Voglia di libertà

Crescono i film italiani e stranieri su un tema dominante oggi nel cinema
Astolfo foto ufficiale Lucky red

Astolfo è un signore che dalla vita non si aspetta più nulla. Un pensionato che viene sfrattato dal suo appartamento a Roma e ritorna a vivere in un paesino laziale arroccato sui monti in quella casa sua che ora però è abitata da gente poco di buono.  Astolfo – è anche il titolo del film -vivacchia, litiga e, timidone com’è, si innamora anche di Stefania, una donna della sua età, piacente e libera.

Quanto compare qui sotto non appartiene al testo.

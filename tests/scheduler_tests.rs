//! Cooperative scheduler tests
//!
//! Tests for:
//! - Sleep deadlines captured at the moment of the yield
//! - Yielding tasks resuming every tick, in insertion order
//! - Done tasks leaving the scheduler
//! - Tasks started mid-sequence waiting for the next tick
//! - The drop-in task riding the fixed-update integrator to the floor

use std::cell::RefCell;
use std::rc::Rc;

use glam::Vec3;

use marrow::scene::{Node, Scene};
use marrow::sched::{DropIn, Scheduler, Step, Task};

/// Logs the clock at every resumption, sleeping once up front.
struct Waiter {
    log: Rc<RefCell<Vec<f32>>>,
    sleep: f32,
    step: usize,
}

impl Task for Waiter {
    fn resume(&mut self, _scene: &mut Scene, now: f32) -> Step {
        self.log.borrow_mut().push(now);
        self.step += 1;
        if self.step == 1 {
            Step::Sleep(self.sleep)
        } else {
            Step::Done
        }
    }
}

/// Appends its id to a shared log on every resumption, forever.
struct Tagger {
    log: Rc<RefCell<Vec<u32>>>,
    id: u32,
}

impl Task for Tagger {
    fn resume(&mut self, _scene: &mut Scene, _now: f32) -> Step {
        self.log.borrow_mut().push(self.id);
        Step::Yield
    }
}

/// Yields a fixed number of times, then finishes.
struct Countdown {
    remaining: usize,
}

impl Task for Countdown {
    fn resume(&mut self, _scene: &mut Scene, _now: f32) -> Step {
        if self.remaining == 0 {
            Step::Done
        } else {
            self.remaining -= 1;
            Step::Yield
        }
    }
}

// ============================================================================
// Wait handling
// ============================================================================

#[test]
fn sleep_deadline_is_measured_from_the_yield() {
    let mut scene = Scene::new();
    let mut sched = Scheduler::new();
    let log = Rc::new(RefCell::new(Vec::new()));

    sched.start(Box::new(Waiter {
        log: Rc::clone(&log),
        sleep: 2.0,
        step: 0,
    }));

    // First resumption at t=10 sleeps until 12.
    sched.tick(&mut scene, 10.0);
    sched.tick(&mut scene, 11.0);
    sched.tick(&mut scene, 11.9);
    assert_eq!(*log.borrow(), vec![10.0]);

    // First tick at or past the deadline resumes it.
    sched.tick(&mut scene, 12.0);
    assert_eq!(*log.borrow(), vec![10.0, 12.0]);
    assert!(sched.is_empty());
}

#[test]
fn late_tick_resumes_a_sleeper_once() {
    let mut scene = Scene::new();
    let mut sched = Scheduler::new();
    let log = Rc::new(RefCell::new(Vec::new()));

    sched.start(Box::new(Waiter {
        log: Rc::clone(&log),
        sleep: 0.5,
        step: 0,
    }));

    sched.tick(&mut scene, 0.0);
    // The clock jumped well past the deadline; the task still resumes
    // exactly once.
    sched.tick(&mut scene, 7.25);
    assert_eq!(*log.borrow(), vec![0.0, 7.25]);
}

// ============================================================================
// Ordering and lifecycle
// ============================================================================

#[test]
fn ready_tasks_run_in_insertion_order_every_tick() {
    let mut scene = Scene::new();
    let mut sched = Scheduler::new();
    let log = Rc::new(RefCell::new(Vec::new()));

    for id in [1, 2, 3] {
        sched.start(Box::new(Tagger {
            log: Rc::clone(&log),
            id,
        }));
    }

    sched.tick(&mut scene, 0.0);
    sched.tick(&mut scene, 0.1);
    assert_eq!(*log.borrow(), vec![1, 2, 3, 1, 2, 3]);
}

#[test]
fn done_tasks_are_removed() {
    let mut scene = Scene::new();
    let mut sched = Scheduler::new();

    sched.start(Box::new(Countdown { remaining: 2 }));
    sched.start(Box::new(Countdown { remaining: 0 }));
    assert_eq!(sched.len(), 2);

    sched.tick(&mut scene, 0.0);
    assert_eq!(sched.len(), 1);
    sched.tick(&mut scene, 0.1);
    sched.tick(&mut scene, 0.2);
    assert!(sched.is_empty());
}

#[test]
fn task_started_between_ticks_runs_on_the_following_tick() {
    let mut scene = Scene::new();
    let mut sched = Scheduler::new();
    let log = Rc::new(RefCell::new(Vec::new()));

    sched.start(Box::new(Tagger {
        log: Rc::clone(&log),
        id: 1,
    }));
    sched.tick(&mut scene, 0.0);
    assert_eq!(*log.borrow(), vec![1]);

    sched.start(Box::new(Tagger {
        log: Rc::clone(&log),
        id: 2,
    }));
    sched.tick(&mut scene, 0.1);
    assert_eq!(*log.borrow(), vec![1, 1, 2]);
}

// ============================================================================
// Drop-in task
// ============================================================================

#[test]
fn drop_in_waits_then_falls_to_the_floor() {
    let mut scene = Scene::new();
    let mut node = Node::new("crate");
    node.transform.position = Vec3::new(0.0, 5.0, 0.0);
    let key = scene.add_node(node);

    let mut sched = Scheduler::new();
    sched.start(Box::new(DropIn::new(key, 1.0, 0.0)));

    let dt = 0.05;
    let mut now = 0.0;
    for _ in 0..120 {
        sched.tick(&mut scene, now);
        scene.integrate_physics(dt);
        now += dt;

        // Nothing moves during the initial delay.
        if now < 1.0 {
            let y = scene.get_node(key).unwrap().transform.position.y;
            assert!((y - 5.0).abs() < 1e-6, "moved during delay: y = {y}");
        }
    }

    let t = &scene.get_node(key).unwrap().transform;
    assert_eq!(t.position.y, 0.0);
    assert_eq!(t.velocity, Vec3::ZERO);
    assert_eq!(t.acceleration, Vec3::ZERO);
    assert!(sched.is_empty());
}

#[test]
fn drop_in_finishes_if_its_node_disappears() {
    let mut scene = Scene::new();
    let key = scene.add_node(Node::new("ghost"));
    scene.remove_node(key);

    let mut sched = Scheduler::new();
    sched.start(Box::new(DropIn::new(key, 0.0, 0.0)));

    sched.tick(&mut scene, 0.0);
    sched.tick(&mut scene, 0.1);
    assert!(sched.is_empty());
}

Ma vale la pena innamorarsi, magari dare un semplice bacio? Così, tanto per avere un po’ di speranza? Astolfo scopre lentamente la libertà di poter avere sempre l’età per amare. E’ il film delicato, buono, sobrio di Gianni De Gregorio che lo dirige e vi recita insieme alla diva nostrana Stefania Sandrelli, così viva. Una sorpresa piacevole.

Ma il film italiano non è l’unica sorpresa della festa-festival.

La regista Carmen Jaquier, svizzera francese, dirige Foudre, un racconto ambientato nell’estate del 1900 tra le valli svizzere. La novizia Elisabeth sta per diventare suora,  ma la chiamano da casa per aiutare nel lavoro la famiglia, dato che è morta misteriosamente la sorella maggiore. La ragazza torna e trova le altre due sorelle, i genitori devoti, il piccolo paese montano dove si lavora duramente e dove la donna ha un ruolo subalterno. La ragazza è curiosa, scopre la vicenda della sorella, la sua vita libera con degli uomini e lentamente nasce pure in lei il desiderio dell’amore, di trovare Dio nell’amore, di essere sé stessa. Conosce dei giovani del paese, sta con loro, si attira le critiche del paese e della famiglia che la considera una indemoniata. Ma, determinata com’è riuscirà dolorosamente  a conquistare la sua libertà.

Un film poco parlato, molto visivo in paesaggi bellissimi della natura, dei volti, dei corpi,  luminosi o nevosi e nebbiosi con un certo alone misterioso che la fotografia poetica rende splendidamente anche nel suo aspetto inquietante. La protagonista Lilith Grasmung è deliziosa, abile nel passare da ragazza innocente e devota a donna decisa, ma tutto l’insieme  è vissuto ed espresso con sobrietà, più col levare che con l’aggiungere, un vero tocco magistrale.

Dalla Svizzera al Montana. È qui, nelle terre dei bisonti, che nel 1870 un ragazzo che ha lasciato l’università per scoprire il mondo, arriva nella cittadina di Butcher’s Crossing, che dà il titolo al film diretto da Gabe Polslky. Il giovane va a caccia di bisonti, impara a sparare e a scuoiare, vive le stagioni nel loro passaggio anche brutale e viene formato alla vita dal veterano Miller e da uno spietato, durissimo Nicolas Cage nei panni di un oscuro maestro di vita.

È una storia fatta di ossessioni – la caccia, i soldi, la vendetta – e di mascolinità crudele. Il giovane (Fred Hechinger) si adatta faticosamente, soffre, vede morire alcuni colleghi, fatica a diventare spietato perché rispetta gli animali ed è immune dalla sete di denaro. Una situazione drammatica farà precipitare i desideri di rivalsa economica e sociale del gruppo. Ma il ragazzo alla fine avrà imparato a vivere più che nello stare fra i libri.

Appassionante, appassionato, duro tra i paesaggi incontaminati delle Montagne Rocciose, il film prende lo spettatore con la sua verità, scruta la psicologia dei personaggi nei dialoghi sintetici e affida agli sguardi, alla presenza inquieta degli animali – bufali lupi e civette – la sospensione della storia drammatica, diventando una parabola di formazione alla vita scabra e veritiera.